Continuous Glucose Monitoring (CGM/CGMs) is something which many people in the Diabetic community are both excited and frustrated about. What is exciting is that CGM means diabetics could now have the tools to monitor blood sugar levels in real time, 24 hours a day without the need for constant finger pricking. It is linked to much better blood sugar control and may aid children and people needing to keep an enhanced level of control (don't we all?). The frustrating thing is the cost and lack of access on the NHS unless you fight a gruelling battle and have a super-supportive diabetes team (harder to come by than you would think).

But regardless of how difficult it can be to secure, CGM is the most promising tool we currently have on the horizon in order to keep diabetic complications and the endless grind at bay. It is also going to be utilised in the 'closed-loop' system which we so often now hear being discussed, which will incorporate an insulin pump and CGM in order to manage blood sugar levels 'automatically'. That is, CGM senses sugars are going up, pump releases more insulin. CGM senses sugars going down, pump is suspended until sugars rise. Simple. We hope.

Medtronic's sensor, which has been around since the dawn of CGM and was in fact (as I understand it) the first sensor produced fit for patient use, has been replaced with the new Medtronic Enlite sensor in Europe after gaining the required CE mark. It appears a very similar device to the previous version, but with some significant (claimed) improvements. Medtronic state the device now boasts a much smaller sensor (69% smaller no less), greatly improved accuracy (over 98% of hypos detected) and a much better system for securing the sensor to the skin. For anyone who has worn a Medtronic CGM sensor, you will know that it never felt particularly well affixed to the skin and required layers upon layers of cling-film style Tegaderm to keep it from 'flopping about' on the skin. As well as the smaller sensor offering hope that the site of insertion may now be less irritated after a few days (as I found during my trial), the improved fixing should offer a much more comfortable, reliable and precise system.

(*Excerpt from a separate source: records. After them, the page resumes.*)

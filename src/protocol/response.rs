//! Server message definitions
//!
//! Represents everything the server sends to clients.

use serde::{Deserialize, Serialize};
use serde_json::{json, Value};

/// A message from the server, tagged by `type`
#[derive(Debug, Clone, PartialEq, Serialize, Deserialize)]
#[serde(tag = "type", rename_all = "lowercase")]
pub enum ServerMessage {
    /// Handshake acknowledgement
    Hello { uid: String, version: u32 },

    /// Reply to a request, correlated by `requestID`
    Response {
        ok: bool,
        #[serde(rename = "requestID", default)]
        request_id: String,
        #[serde(default)]
        data: Value,
    },

    /// Unsolicited change notification (namespace-relative key)
    Push { key: String, value: String },
}

/// Payload of a failed response
#[derive(Debug, Clone, PartialEq, Eq, Serialize, Deserialize)]
pub struct ErrorBody {
    pub error: String,
    pub message: String,
}

impl ServerMessage {
    /// Create a successful response
    pub fn ok(request_id: impl Into<String>, data: Value) -> Self {
        ServerMessage::Response {
            ok: true,
            request_id: request_id.into(),
            data,
        }
    }

    /// Create a failed response
    pub fn error(request_id: impl Into<String>, code: &str, message: impl Into<String>) -> Self {
        ServerMessage::Response {
            ok: false,
            request_id: request_id.into(),
            data: json!({ "error": code, "message": message.into() }),
        }
    }

    /// Create a push notification
    pub fn push(key: impl Into<String>, value: impl Into<String>) -> Self {
        ServerMessage::Push {
            key: key.into(),
            value: value.into(),
        }
    }

    /// The error body of a failed response
    pub fn error_body(&self) -> Option<ErrorBody> {
        match self {
            ServerMessage::Response { ok: false, data, .. } => {
                serde_json::from_value(data.clone()).ok()
            }
            _ => None,
        }
    }
}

The system also now has a much improved insertion device similar to the way the Quick-sert system works, if you have ever used one. This means putting the thing in no longer means the navigation of oregami style tabs and flaps which the old system involved, which usually meant if you pulled the wrong tab, the whole thing was a sticky mess of flaps to un-flap!

On the 14th of May I will be trialling this CGM for a month and, seeing as I wasn't overwhelmed with the results of the two-week trial I underwent last year, it will be interesting to know whether the sensor is indeed more comfortable than it's predecessor. If it is, the long term goal would be to wear the sensor for longer stints in the hope that the cost of the system would be lowered. As with the previous systems, the CGM will speak to my pump meaning no need for extra hand held diabetic paraphernalia, which as any diabetic knows can grow at an alarming rate. Likewise this also means that I can view my blood sugars at the touch of a pump-button, and can set the pump to alarm when I am approaching the upper and lower limits of my acceptable range, meaning less nasty 4am surprises!

I will definitely keep you updated and will let you know if - as with last time - I am ready to rip the sensor out by the 7th day. Something I hope the improved, smaller and more streamlined design will solve.